BERLIN — Blue Origin flew six people, including a few regulars and a science communicator, on the final suborbital spaceflight mission in New Shepard on Nov. 22.
The New Shepard vehicle lifted off at 10:30 a.m. Eastern from Blue Origin’s Launch Site One in West Texas. The flight departed on schedule without any countdown procedure common to previous flights.
The new Shepard capsule RSS First Step, making its 11e flight, landed about 10 minutes after takeoff, two and a half minutes after the booster landed, completing its 12e flight.
The NS-28’s six-person crew included two people who previously flew on New Shepard. Marc and Sharon Hagle, husband and wife, flew together on the NS-20 mission in March 2022, the vehicle’s fourth crewed flight.
Also on board was Emily Calandrelli, an author, television show host and online science communicator. In a message on social mediashe said she would live to be 100e woman to go to space. However, that number includes nine women who flew on Virgin Galactic suborbital spaceflights that passed the 50-mile altitude used by U.S. government agencies for awarding wings to astronauts, but fell short of the 60-mile Kármán line that was used by Blue. Origin as the demarcation of space. Blue Origin made no mention of this milestone in the launch webcast when discussing Calandrelli.

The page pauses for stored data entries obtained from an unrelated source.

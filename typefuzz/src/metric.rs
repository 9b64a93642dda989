//! Diversity of a generated corpus.
//!
//! Metrics accumulate over every graph passed to [`Metric::evaluate`] and only read the graph and
//! the registry they were created with.
use crate::graph::{Graph, Opr};
use crate::path::Path;
use crate::spec::OpRegistry;
use std::collections::{BTreeSet, HashMap};

pub trait Metric {
    /// Accumulate the operators and edges of one graph
    fn evaluate(&mut self, graph: &Graph);

    /// Current score, in `[0, 1]`
    fn result(&self) -> f64;
}

/// Registry positions of operators, by name
#[derive(Debug, Clone)]
struct OpIndex {
    names: Vec<Path>,
    index: HashMap<Path, usize>,
}

impl OpIndex {
    fn new(registry: &OpRegistry) -> Self {
        let names: Vec<Path> = registry.ops().iter().map(|op| op.name.clone()).collect();
        let index = names
            .iter()
            .enumerate()
            .map(|(i, name)| (name.clone(), i))
            .collect();
        OpIndex { names, index }
    }

    fn of(&self, opr: &Opr) -> Option<usize> {
        let found = self.index.get(&opr.op.name).copied();
        if found.is_none() {
            log::warn!("operator {} is not in the measured registry", opr.op.name);
        }
        found
    }
}

////////////////////////////////////////////////////////////////////////////////
// Operators

/// How many instances of each registry operator have been generated
#[derive(Debug, Clone)]
pub struct OpCoverage {
    ops: OpIndex,
    counts: Vec<usize>,
}

impl OpCoverage {
    pub fn new(registry: &OpRegistry) -> Self {
        OpCoverage {
            counts: vec![0; registry.len()],
            ops: OpIndex::new(registry),
        }
    }

    /// Instances per operator, in registry order
    pub fn detail(&self) -> impl Iterator<Item = (&Path, usize)> + '_ {
        self.ops.names.iter().zip(self.counts.iter().copied())
    }

    pub fn total(&self) -> usize {
        self.counts.iter().sum()
    }
}

impl Metric for OpCoverage {
    fn evaluate(&mut self, graph: &Graph) {
        for opr in graph.oprs() {
            if let Some(i) = self.ops.of(opr) {
                self.counts[i] += 1;
            }
        }
    }

    /// Fraction of registry operators generated at least once
    fn result(&self) -> f64 {
        if self.counts.is_empty() {
            return 0.0;
        }
        let seen = self.counts.iter().filter(|c| **c > 0).count();
        seen as f64 / self.counts.len() as f64
    }
}

////////////////////////////////////////////////////////////////////////////////
// Edges

/// Ordered operator pairs `(producer, consumer)` observed on graph edges
#[derive(Debug, Clone)]
pub struct EdgeDiversity {
    ops: OpIndex,
    seen: BTreeSet<(usize, usize)>,
}

impl EdgeDiversity {
    pub fn new(registry: &OpRegistry) -> Self {
        EdgeDiversity {
            ops: OpIndex::new(registry),
            seen: BTreeSet::new(),
        }
    }

    pub fn pairs(&self) -> impl Iterator<Item = (&Path, &Path)> + '_ {
        self.seen
            .iter()
            .map(|(p, c)| (&self.ops.names[*p], &self.ops.names[*c]))
    }
}

impl Metric for EdgeDiversity {
    fn evaluate(&mut self, graph: &Graph) {
        for (p, c) in graph.edges() {
            let producer = self.ops.of(graph.opr(p));
            let consumer = self.ops.of(graph.opr(c));
            if let (Some(p), Some(c)) = (producer, consumer) {
                self.seen.insert((p, c));
            }
        }
    }

    /// Fraction of all `n * n` ordered pairs observed
    fn result(&self) -> f64 {
        let n = self.ops.names.len();
        if n == 0 {
            return 0.0;
        }
        self.seen.len() as f64 / (n * n) as f64
    }
}
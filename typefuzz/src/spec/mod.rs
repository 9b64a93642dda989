//! Declarative operator specifications.
//!
//! A [`ConstraintSpec`] relates the arity, ranks, dtypes and shapes of an operator's inputs to
//! its attributes and outputs. Input-side formulas are *patterns*: free [`Var`]s describe the
//! legal domain of a slot, and are either sampled (when the generator synthesizes a fresh input)
//! or tested (when an existing tensor is reused, or a finished instance is checked). Output-side
//! formulas and `extra` invariants are always derived and must not mention variables.
//!
//! Per-slot formulas (`in_ranks`, `out_shapes`, ...) are written either as a [`tuple`] with one
//! expression per slot or as a [`list`] over the slot index.
//!
//! [`Var`]: crate::expr::Var
//! [`tuple`]: crate::expr::tuple
//! [`list`]: crate::expr::list
use crate::error::{Error, Result};
use crate::expr::*;
use crate::path::Path;
use crate::ty::Type;
use crate::value::{TensorType, Value};

pub mod registry;
pub use registry::OpRegistry;

/// A named attribute and the domain of its values
#[derive(Debug, Clone)]
pub struct Attr {
    pub name: String,
    pub domain: Expr,
}

impl Attr {
    pub fn new(name: &str, domain: impl Into<Expr>) -> Self {
        Attr {
            name: name.to_string(),
            domain: domain.into(),
        }
    }
}

#[derive(Debug, Clone)]
pub struct ConstraintSpec {
    pub attrs: Vec<Attr>,
    pub in_num: Expr,
    pub in_ranks: Expr,
    pub in_dtypes: Expr,
    pub in_shapes: Expr,
    pub extra: Vec<Expr>,
    pub out_num: Expr,
    pub out_ranks: Expr,
    pub out_dtypes: Expr,
    pub out_shapes: Expr,
}

/// A unary operator whose single output has the type of its single input
impl Default for ConstraintSpec {
    fn default() -> Self {
        ConstraintSpec {
            attrs: vec![],
            in_num: 1.into(),
            in_ranks: list(in_num(), |_| Var::new()),
            in_dtypes: list(in_num(), |_| Var::new().ty(Type::DType)),
            in_shapes: list(in_num(), |i| list(input(i).rank(), |_| Var::new())),
            extra: vec![],
            out_num: 1.into(),
            out_ranks: tuple([input(0).rank()]),
            out_dtypes: tuple([input(0).dtype()]),
            out_shapes: tuple([input(0).shape()]),
        }
    }
}

impl ConstraintSpec {
    /// Reject variables in formulas which must be derived: `extra` invariants and all outputs.
    pub fn validate(&self) -> Result<()> {
        for (k, e) in self.extra.iter().enumerate() {
            if e.contains_var() {
                return Err(Error::UnresolvedVariable(format!("`extra[{k}]`")));
            }
        }
        let outputs = [
            ("out_num", &self.out_num),
            ("out_ranks", &self.out_ranks),
            ("out_dtypes", &self.out_dtypes),
            ("out_shapes", &self.out_shapes),
        ];
        for (field, e) in outputs {
            if e.contains_var() {
                return Err(Error::UnresolvedVariable(format!("`{field}`")));
            }
        }
        Ok(())
    }

    /// Check a complete instance: inputs, attributes and the outputs actually produced
    pub fn check(
        &self,
        inputs: &[TensorType],
        attrs: &[(String, Value)],
        outputs: &[TensorType],
    ) -> Result<()> {
        let expected = self.infer(inputs, attrs)?;
        if expected != outputs {
            return Err(Error::violation(format!(
                "outputs {} differ from derived {}",
                join(outputs),
                join(&expected)
            )));
        }
        Ok(())
    }

    /// Check inputs and attributes, and derive the outputs they determine
    pub fn infer(
        &self,
        inputs: &[TensorType],
        attrs: &[(String, Value)],
    ) -> Result<Vec<TensorType>> {
        let mut env = Env::with_inputs(inputs);
        env.attrs = attrs.to_vec();
        let mut ev = Eval::strict(&mut env, &self.attrs);
        self.check_inputs(&mut ev)?;
        self.derive_outputs(&mut ev)
    }

    /// Test bound attributes, arity and input descriptors against their domains, then every
    /// `extra` invariant.
    pub(crate) fn check_inputs(&self, ev: &mut Eval) -> Result<()> {
        for decl in &self.attrs {
            let value = ev
                .env()
                .attr(&decl.name)
                .cloned()
                .ok_or_else(|| Error::MissingBinding(format!("attribute `{}`", decl.name)))?;
            if !ev.matches(&decl.domain, &value)? {
                return Err(Error::violation(format!(
                    "attribute {} = {value} outside its domain",
                    decl.name
                )));
            }
        }
        if let Some((name, _)) = ev
            .env()
            .attrs
            .iter()
            .find(|(name, _)| !self.attrs.iter().any(|a| &a.name == name))
        {
            return Err(Error::violation(format!("undeclared attribute {name}")));
        }

        let n = ev
            .env()
            .in_num
            .ok_or_else(|| Error::MissingBinding("IN.num".into()))?;
        if ev.env().inputs.len() != n || !ev.matches(&self.in_num, &Value::from(n))? {
            return Err(Error::violation(format!("{n} inputs not allowed")));
        }
        for i in 0..n {
            let ty = ev.env().inputs[i]
                .tensor_type()
                .ok_or_else(|| Error::MissingBinding(format!("descriptor of IN[{i}]")))?;
            if !self.slot_matches(ev, i, &ty)? {
                return Err(Error::violation(format!("IN[{i}] = {ty} outside its domain")));
            }
        }

        for (k, e) in self.extra.iter().enumerate() {
            if !ev.eval_bool(e)? {
                return Err(Error::violation(format!("extra[{k}] does not hold")));
            }
        }
        Ok(())
    }

    /// Whether a tensor of type `ty` lies in the rank, dtype and shape domains of input slot `i`.
    /// The slot must already be bound to `ty` in the environment.
    pub(crate) fn slot_matches(&self, ev: &mut Eval, i: usize, ty: &TensorType) -> Result<bool> {
        Ok(
            ev.element(&self.in_ranks, i, |ev, e| ev.matches(e, &ty.rank().into()))?
                && ev.element(&self.in_dtypes, i, |ev, e| ev.matches(e, &ty.dtype.into()))?
                && ev.element(&self.in_shapes, i, |ev, e| {
                    ev.matches(e, &Value::shape(&ty.shape))
                })?,
        )
    }

    /// Evaluate the output formulas. Each output is bound in the environment as soon as it is
    /// derived, so later outputs may refer to earlier ones.
    pub(crate) fn derive_outputs(&self, ev: &mut Eval) -> Result<Vec<TensorType>> {
        let n = ev.eval_len(&self.out_num)?;
        ev.env_mut().out_num = Some(n);
        ev.env_mut().outputs.clear();
        let mut outputs = Vec::with_capacity(n);
        for i in 0..n {
            let rank = ev.element(&self.out_ranks, i, |ev, e| ev.eval_len(e))?;
            let dtype = ev.element(&self.out_dtypes, i, |ev, e| ev.eval_dtype(e))?;
            let shape = ev.element(&self.out_shapes, i, |ev, e| ev.eval_shape(e))?;
            if shape.len() != rank {
                return Err(Error::Malformed(format!(
                    "OUT[{i}] has rank {rank} but shape {shape:?}"
                )));
            }
            let ty = TensorType::new(dtype, shape);
            ev.env_mut().outputs.push((&ty).into());
            outputs.push(ty);
        }
        Ok(outputs)
    }
}

fn join(types: &[TensorType]) -> String {
    let types: Vec<String> = types.iter().map(|t| t.to_string()).collect();
    format!("({})", types.join(", "))
}

/// An operator: a unique name and its specification
#[derive(Debug, Clone)]
pub struct Op {
    pub name: Path,
    pub spec: ConstraintSpec,
}

impl Op {
    pub fn new(name: &str, spec: ConstraintSpec) -> Result<Self> {
        Ok(Op {
            name: name.parse()?,
            spec,
        })
    }
}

The other three people on NS-28 were Austin Litteral, who works in risk management in the financial industry and won his place in an online shopping platform competition; James (JD) Russell, a technology entrepreneur; and Henry (Hank) Wolfond, chairman and CEO of Canadian investment firm Bayshore Capital.

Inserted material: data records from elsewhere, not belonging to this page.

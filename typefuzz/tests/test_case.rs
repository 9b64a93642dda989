use std::fs;
use test_log::test;
use typefuzz::Error;
use typefuzz::case::*;

struct Truncate {
    seen: Vec<(u32, ErrorKind)>,
}

impl Reducer for Truncate {
    fn reduce(&mut self, case: &Case, kind: ErrorKind) -> typefuzz::Result<Reduction> {
        self.seen.push((case.opt_level, kind));
        let code = case.code.lines().next().unwrap_or_default().to_string();
        let extra = match kind {
            ErrorKind::Compute => format!("mismatch at opt_level={}", case.opt_level),
            _ => String::new(),
        };
        Ok(Reduction { code, extra })
    }
}

fn case(kind: ErrorKind, opt_level: u32) -> Case {
    Case {
        kinds: vec![kind],
        code: "v0: float32[2]\n0:\tv1 = abs(v0) : float32[2]\n".to_string(),
        error: "TVMError: something broke\nat line 2\n".to_string(),
        opt_level,
        inputs: None,
        params: None,
    }
}

#[test]
fn test_save_load() {
    let dir = tempfile::tempdir().unwrap();
    let path = dir.path().join("0");
    let original = case(ErrorKind::Run, 3);
    original.save(&path).unwrap();
    assert!(path.join("RUN").is_file());
    let text = fs::read_to_string(path.join(ERROR_FILE)).unwrap();
    assert!(text.starts_with("opt_level=3\n"));

    let loaded = Case::load(&path).unwrap();
    assert_eq!(loaded, original);
}

#[test]
fn test_archives_are_kept_by_path() {
    let dir = tempfile::tempdir().unwrap();
    let archive = dir.path().join("weights.npz");
    fs::write(&archive, b"PK").unwrap();
    let mut original = case(ErrorKind::Compile, 1);
    original.params = Some(archive);
    let path = dir.path().join("4");
    original.save(&path).unwrap();

    let loaded = Case::load(&path).unwrap();
    assert_eq!(loaded.params, Some(path.join(PARAMS_FILE)));
    assert_eq!(loaded.inputs, None);
    assert_eq!(fs::read(path.join(PARAMS_FILE)).unwrap(), b"PK");
}

#[test]
fn test_malformed_error_file() {
    let dir = tempfile::tempdir().unwrap();
    let path = dir.path();
    fs::write(path.join(CODE_FILE), "x").unwrap();
    fs::write(path.join(ERROR_FILE), "level 3\nboom").unwrap();
    assert!(matches!(Case::load(path), Err(Error::Case(_))));
    fs::remove_file(path.join(ERROR_FILE)).unwrap();
    assert!(matches!(Case::load(path), Err(Error::Io(_))));
}

#[test]
fn test_reduce_cases_in_numeric_order() {
    let dir = tempfile::tempdir().unwrap();
    case(ErrorKind::Compile, 2).save(dir.path().join("10")).unwrap();
    case(ErrorKind::Compute, 1).save(dir.path().join("9")).unwrap();
    case(ErrorKind::Run, 0).save(dir.path().join("2")).unwrap();
    fs::create_dir(dir.path().join("notes")).unwrap();

    let mut reducer = Truncate { seen: vec![] };
    let written = reduce_cases(dir.path(), &mut reducer).unwrap();
    assert_eq!(written, 3);
    assert_eq!(
        reducer.seen,
        vec![
            (0, ErrorKind::Run),
            (1, ErrorKind::Compute),
            (2, ErrorKind::Compile)
        ]
    );

    let reduced = fs::read_to_string(dir.path().join("10").join(REDUCED_FILE)).unwrap();
    assert_eq!(reduced, "v0: float32[2]");
    assert!(!dir.path().join("10").join(EXTRA_FILE).exists());
    let extra = fs::read_to_string(dir.path().join("9").join(EXTRA_FILE)).unwrap();
    assert_eq!(extra, "mismatch at opt_level=1");
}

NS-28 with New Shepard’s ninth crewed flight and third this year. It was also the second flight in one month after the unmanned NS-27 flight on October 23. That mission was the first flight of a new crew capsule and booster that Blue Origin plans to use for future crew flights to “provide expanded flight capacity to better meet growing customer demand,” the company said at the time.